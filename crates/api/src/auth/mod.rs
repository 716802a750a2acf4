//! Credential primitives.
//!
//! - [`password`] -- Argon2id hashing and verification.
//! - [`jwt`] -- bearer token issuing and validation.

pub mod jwt;
pub mod password;
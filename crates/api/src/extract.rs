//! Request extractors with crate-specific rejections.

use axum::extract::FromRequest;

use crate::error::AppError;

/// `axum::Json` whose rejection renders through [`AppError`], so a malformed
/// or mistyped body gets the same JSON error shape as every other failure.
#[derive(Debug, FromRequest)]
#[from_request(via(axum::Json), rejection(AppError))]
pub struct AppJson<T>(pub T);
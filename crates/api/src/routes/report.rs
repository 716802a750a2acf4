//! Route definitions for the `/reports` resource.

use axum::routing::get;
use axum::Router;

use crate::handlers::report;
use crate::state::AppState;

/// Routes mounted at `/reports`.
///
/// ```text
/// GET /export/chores  -> export_chores (admin)
/// GET /export/users   -> export_users (admin)
/// ```
pub fn router() -> Router<AppState> {
    Router::new()
        .route("/export/chores", get(report::export_chores))
        .route("/export/users", get(report::export_users))
}
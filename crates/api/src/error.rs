use axum::extract::rejection::JsonRejection;
use axum::http::StatusCode;
use axum::response::{IntoResponse, Response};
use bitchore_core::error::CoreError;
use serde_json::json;

/// Application-level error type for HTTP handlers.
///
/// Wraps [`CoreError`] for domain errors and adds HTTP-specific variants.
/// Every variant renders as a JSON `{ "message": ..., "error": CODE }` body.
#[derive(Debug, thiserror::Error)]
pub enum AppError {
    #[error(transparent)]
    Core(#[from] CoreError),

    #[error("Database error: {0}")]
    Database(#[from] sqlx::Error),

    /// Body is not JSON, or does not fit the request type.
    #[error("Invalid request body: {0}")]
    InvalidBody(#[from] JsonRejection),

    #[error("Internal error: {0}")]
    InternalError(String),
}

/// Convenience type alias for handler return values.
pub type AppResult<T> = Result<T, AppError>;

const INTERNAL_MESSAGE: &str = "An internal error occurred";

impl IntoResponse for AppError {
    fn into_response(self) -> Response {
        let (status, code, message) = match &self {
            AppError::Core(core) => match core {
                CoreError::NotFound { .. } => {
                    (StatusCode::NOT_FOUND, "NOT_FOUND", core.to_string())
                }
                CoreError::Validation(msg) => {
                    (StatusCode::BAD_REQUEST, "VALIDATION_ERROR", msg.clone())
                }
                CoreError::Conflict(msg) => (StatusCode::CONFLICT, "CONFLICT", msg.clone()),
                CoreError::Unauthorized(msg) => {
                    (StatusCode::UNAUTHORIZED, "UNAUTHORIZED", msg.clone())
                }
                CoreError::Forbidden(msg) => (StatusCode::FORBIDDEN, "FORBIDDEN", msg.clone()),
            },

            AppError::Database(err) => classify_sqlx_error(err),

            AppError::InvalidBody(rejection) => invalid_body(rejection),
            AppError::InternalError(msg) => {
                tracing::error!(error = %msg, "Internal error");
                internal()
            }
        };

        let body = json!({
            "message": message,
            "error": code,
        });

        (status, axum::Json(body)).into_response()
    }
}

fn internal() -> (StatusCode, &'static str, String) {
    (
        StatusCode::INTERNAL_SERVER_ERROR,
        "INTERNAL_ERROR",
        INTERNAL_MESSAGE.to_string(),
    )
}

/// Shape and syntax errors are 400; a missing JSON content type keeps 415.
fn invalid_body(rejection: &JsonRejection) -> (StatusCode, &'static str, String) {
    let status = match rejection {
        JsonRejection::MissingJsonContentType(_) => StatusCode::UNSUPPORTED_MEDIA_TYPE,
        _ => StatusCode::BAD_REQUEST,
    };
    (status, "INVALID_BODY", rejection.body_text())
}

/// Classify a sqlx error into an HTTP status, error code, and message.
///
/// - `RowNotFound` maps to 404.
/// - Unique violations on `uq_`-prefixed constraints map to 409.
/// - Everything else maps to 500 with a redacted message.
fn classify_sqlx_error(err: &sqlx::Error) -> (StatusCode, &'static str, String) {
    match err {
        sqlx::Error::RowNotFound => (
            StatusCode::NOT_FOUND,
            "NOT_FOUND",
            "Resource not found".to_string(),
        ),
        sqlx::Error::Database(db_err) => {
            // PostgreSQL unique_violation
            if db_err.code().as_deref() == Some("23505") {
                let constraint = db_err.constraint().unwrap_or("unknown");
                if constraint == "uq_users_email" {
                    return (
                        StatusCode::CONFLICT,
                        "CONFLICT",
                        "User already exists".to_string(),
                    );
                }
                if constraint.starts_with("uq_") {
                    return (
                        StatusCode::CONFLICT,
                        "CONFLICT",
                        format!("Duplicate value violates unique constraint: {constraint}"),
                    );
                }
            }
            tracing::error!(error = %db_err, "Database error");
            internal()
        }
        other => {
            tracing::error!(error = %other, "Database error");
            internal()
        }
    }
}
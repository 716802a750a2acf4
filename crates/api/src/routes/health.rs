use axum::extract::State;
use axum::{routing::get, Json, Router};
use serde::Serialize;

use crate::state::AppState;

#[derive(Serialize)]
pub struct HealthResponse {
    /// `"ok"`, or `"degraded"` when the database is unreachable.
    pub status: &'static str,
    pub version: &'static str,
    pub db_healthy: bool,
}

/// GET /health
async fn health_check(State(state): State<AppState>) -> Json<HealthResponse> {
    let db_healthy = bitchore_db::health_check(&state.pool).await.is_ok();
    if !db_healthy {
        tracing::warn!("Health check could not reach the database");
    }

    Json(HealthResponse {
        status: if db_healthy { "ok" } else { "degraded" },
        version: env!("CARGO_PKG_VERSION"),
        db_healthy,
    })
}

/// Mounted at the root, outside `/api`.
pub fn router() -> Router<AppState> {
    Router::new().route("/health", get(health_check))
}
use std::net::SocketAddr;
use std::sync::Arc;

use tracing_subscriber::{layer::SubscriberExt, util::SubscriberInitExt};

use bitchore_api::config::ServerConfig;
use bitchore_api::router::build_app_router;
use bitchore_api::state::AppState;

#[tokio::main]
async fn main() {
    dotenvy::dotenv().ok();

    // --- Tracing ---
    tracing_subscriber::registry()
        .with(
            tracing_subscriber::EnvFilter::try_from_default_env()
                .unwrap_or_else(|_| "bitchore_api=debug,tower_http=debug".into()),
        )
        .with(tracing_subscriber::fmt::layer())
        .init();

    // --- Configuration ---
    let config = ServerConfig::from_env();
    tracing::info!(
        host = %config.host,
        port = %config.port,
        admin_signup = config.admin_invite_token.is_some(),
        "Loaded server configuration"
    );

    // --- Database ---
    let database_url = std::env::var("DATABASE_URL").expect("DATABASE_URL must be set");

    let pool = bitchore_db::create_pool(&database_url)
        .await
        .expect("Failed to connect to database");
    tracing::info!("Database connection pool created");

    bitchore_db::health_check(&pool)
        .await
        .expect("Database health check failed");

    bitchore_db::run_migrations(&pool)
        .await
        .expect("Failed to run database migrations");
    tracing::info!("Database migrations applied");

    // --- Router ---
    let addr = SocketAddr::new(
        config.host.parse().expect("Invalid HOST address"),
        config.port,
    );
    let state = AppState {
        pool: pool.clone(),
        config: Arc::new(config),
    };
    let app = build_app_router(state);

    // --- Start server ---
    tracing::info!(%addr, "Starting server");
    let listener = tokio::net::TcpListener::bind(addr)
        .await
        .expect("Failed to bind to address");

    axum::serve(listener, app)
        .with_graceful_shutdown(shutdown_signal())
        .await
        .expect("Server error");

    pool.close().await;
    tracing::info!("Graceful shutdown complete");
}

/// Resolve on SIGINT (Ctrl-C) or, on Unix, SIGTERM.
async fn shutdown_signal() {
    let ctrl_c = async {
        tokio::signal::ctrl_c()
            .await
            .expect("Failed to install Ctrl-C handler");
    };

    #[cfg(unix)]
    let terminate = async {
        tokio::signal::unix::signal(tokio::signal::unix::SignalKind::terminate())
            .expect("Failed to install SIGTERM handler")
            .recv()
            .await;
    };

    #[cfg(not(unix))]
    let terminate = std::future::pending::<()>();

    tokio::select! {
        () = ctrl_c => {
            tracing::info!("Received SIGINT (Ctrl-C), starting graceful shutdown");
        }
        () = terminate => {
            tracing::info!("Received SIGTERM, starting graceful shutdown");
        }
    }
}
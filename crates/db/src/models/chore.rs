//! Chore row models and their conversion into core types.
//!
//! `priority` and `status` are stored as text guarded by CHECK constraints;
//! conversion parses them back into the core enums.

use bitchore_core::chore::{ChecklistItem, Chore};
use bitchore_core::dashboard::{GroupCount, RecentChore};
use bitchore_core::error::CoreError;
use bitchore_core::types::{DbId, Timestamp};
use sqlx::types::Json;
use sqlx::FromRow;

/// Full row from the `chores` table.
#[derive(Debug, Clone, FromRow)]
pub struct ChoreRow {
    pub id: DbId,
    pub title: String,
    pub description: String,
    pub priority: String,
    pub status: String,
    pub progress: i16,
    pub due_date: Option<Timestamp>,
    pub assigned_to: Vec<DbId>,
    pub todo_checklist: Json<Vec<ChecklistItem>>,
    pub attachments: Vec<String>,
    pub created_by: DbId,
    pub created_at: Timestamp,
    pub updated_at: Timestamp,
}

impl TryFrom<ChoreRow> for Chore {
    type Error = CoreError;

    fn try_from(row: ChoreRow) -> Result<Self, Self::Error> {
        Ok(Chore {
            id: row.id,
            title: row.title,
            description: row.description,
            priority: row.priority.parse()?,
            status: row.status.parse()?,
            progress: row.progress,
            due_date: row.due_date,
            assigned_to: row.assigned_to,
            todo_checklist: row.todo_checklist.0,
            attachments: row.attachments,
            created_by: row.created_by,
            created_at: row.created_at,
            updated_at: row.updated_at,
        })
    }
}

/// Projection used by the dashboard's recent-chores list.
#[derive(Debug, Clone, FromRow)]
pub struct RecentChoreRow {
    pub id: DbId,
    pub title: String,
    pub status: String,
    pub priority: String,
    pub due_date: Option<Timestamp>,
    pub created_at: Timestamp,
}

impl TryFrom<RecentChoreRow> for RecentChore {
    type Error = CoreError;

    fn try_from(row: RecentChoreRow) -> Result<Self, Self::Error> {
        Ok(RecentChore {
            id: row.id,
            title: row.title,
            status: row.status.parse()?,
            priority: row.priority.parse()?,
            due_date: row.due_date,
            created_at: row.created_at,
        })
    }
}

/// One `GROUP BY` bucket.
#[derive(Debug, Clone, FromRow)]
pub struct GroupCountRow {
    pub key: String,
    pub count: i64,
}

impl From<GroupCountRow> for GroupCount {
    fn from(row: GroupCountRow) -> Self {
        GroupCount::new(row.key, row.count)
    }
}

/// Convert a decoded row, reporting a bad enum value as a decode error.
pub(crate) fn decode<R, T>(row: R) -> Result<T, sqlx::Error>
where
    T: TryFrom<R, Error = CoreError>,
{
    T::try_from(row).map_err(|e| sqlx::Error::Decode(Box::new(e)))
}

# # # #

■ **About this task**:
Beginning with the line that has "pub mod jwt;" and ending with the line that has "filename crates/api/src/error.rs", set down the lines above exactly and include no others.

■ **Response box**:
pub mod jwt;
pub mod password;
filename crates/api/src/extract.rs
//! Request extractors with crate-specific rejections.

use axum::extract::FromRequest;

use crate::error::AppError;

/// `axum::Json` whose rejection renders through [`AppError`], so a malformed
/// or mistyped body gets the same JSON error shape as every other failure.
#[derive(Debug, FromRequest)]
#[from_request(via(axum::Json), rejection(AppError))]
pub struct AppJson<T>(pub T);
filename crates/api/src/routes/report.rs
repository 716802a750a2acf4
//! Route definitions for the `/reports` resource.

use axum::routing::get;
use axum::Router;

use crate::handlers::report;
use crate::state::AppState;

/// Routes mounted at `/reports`.
///
/// ```text
/// GET /export/chores  -> export_chores (admin)
/// GET /export/users   -> export_users (admin)
/// ```
pub fn router() -> Router<AppState> {
    Router::new()
        .route("/export/chores", get(report::export_chores))
        .route("/export/users", get(report::export_users))
}
filename crates/api/src/error.rs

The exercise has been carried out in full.